● **EXERCISE**:
Looking at the data that follows, count the lines containing the word "AppState" and write down only that count.

─── SOURCE INFORMATION ───

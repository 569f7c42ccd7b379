//! Shared application state.
//!
//! DESIGN
//! ======
//! `AppState` is injected into Axum handlers via the `State` extractor.
//! It holds the database pool, the runtime settings, the live preview rooms
//! (one per creator being edited), and the strategy subscribers. Nothing in
//! the rooms is persisted: a room only exists while a socket is in it.

use std::collections::HashMap;
use std::sync::Arc;

use landing::PreviewEnvelope;
use sqlx::PgPool;
use tokio::sync::{RwLock, mpsc};
use uuid::Uuid;

use crate::config::RuntimeSettings;
use crate::frame::Frame;

// =============================================================================
// PREVIEW ROOM
// =============================================================================

/// Live preview state for one creator. Editors publish snapshots; surfaces
/// render them.
#[derive(Default)]
pub struct PreviewRoom {
    /// Editor sockets: client_id -> sender for outgoing frames.
    pub editors: HashMap<Uuid, mpsc::Sender<Frame>>,
    /// Surface sockets: client_id -> sender for outgoing frames.
    pub surfaces: HashMap<Uuid, mpsc::Sender<Frame>>,
    /// Sequence number of the last snapshot published into the room.
    pub seq: u64,
    /// Last snapshot published, replayed to late or re-mounted surfaces.
    pub last_snapshot: Option<PreviewEnvelope>,
}

impl PreviewRoom {
    #[must_use]
    pub fn is_empty(&self) -> bool {
        self.editors.is_empty() && self.surfaces.is_empty()
    }
}

// =============================================================================
// APP STATE
// =============================================================================

/// Clone is required by Axum; all inner fields are Arc-wrapped or Copy.
#[derive(Clone)]
pub struct AppState {
    pub pool: PgPool,
    pub settings: RuntimeSettings,
    /// creator_id -> room.
    pub previews: Arc<RwLock<HashMap<Uuid, PreviewRoom>>>,
    /// client_id -> sender, for `strategy:changed` notices.
    pub strategy_subscribers: Arc<RwLock<HashMap<Uuid, mpsc::Sender<Frame>>>>,
}

impl AppState {
    #[must_use]
    pub fn new(pool: PgPool, settings: RuntimeSettings) -> Self {
        Self {
            pool,
            settings,
            previews: Arc::new(RwLock::new(HashMap::new())),
            strategy_subscribers: Arc::new(RwLock::new(HashMap::new())),
        }
    }
}

#[cfg(test)]
#[path = "state_helpers_test.rs"]
pub mod test_helpers;

#[cfg(test)]
#[path = "state_test.rs"]
mod tests;
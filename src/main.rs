mod config;
mod db;
mod frame;
mod routes;
mod services;
mod state;

use tracing_subscriber::EnvFilter;

#[derive(Debug, thiserror::Error)]
enum StartupError {
    #[error(transparent)]
    Config(#[from] config::ConfigError),
    #[error("database init failed: {0}")]
    Database(#[from] sqlx::Error),
    #[error("server io: {0}")]
    Io(#[from] std::io::Error),
}

#[tokio::main]
async fn main() -> Result<(), StartupError> {
    let _ = dotenvy::dotenv();
    tracing_subscriber::fmt()
        .with_env_filter(EnvFilter::try_from_default_env().unwrap_or_else(|_| EnvFilter::new("info")))
        .init();

    let cfg = config::AppConfig::from_env()?;
    let pool = db::init_pool(&cfg.database_url, cfg.db_max_connections).await?;
    let state = state::AppState::new(pool, cfg.runtime);

    let app = routes::app(state);
    let listener = tokio::net::TcpListener::bind(format!("0.0.0.0:{}", cfg.port)).await?;

    tracing::info!(port = cfg.port, "creatorhub listening");
    axum::serve(listener, app).await?;
    Ok(())
}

───

● **YOUR SOLUTION**:
4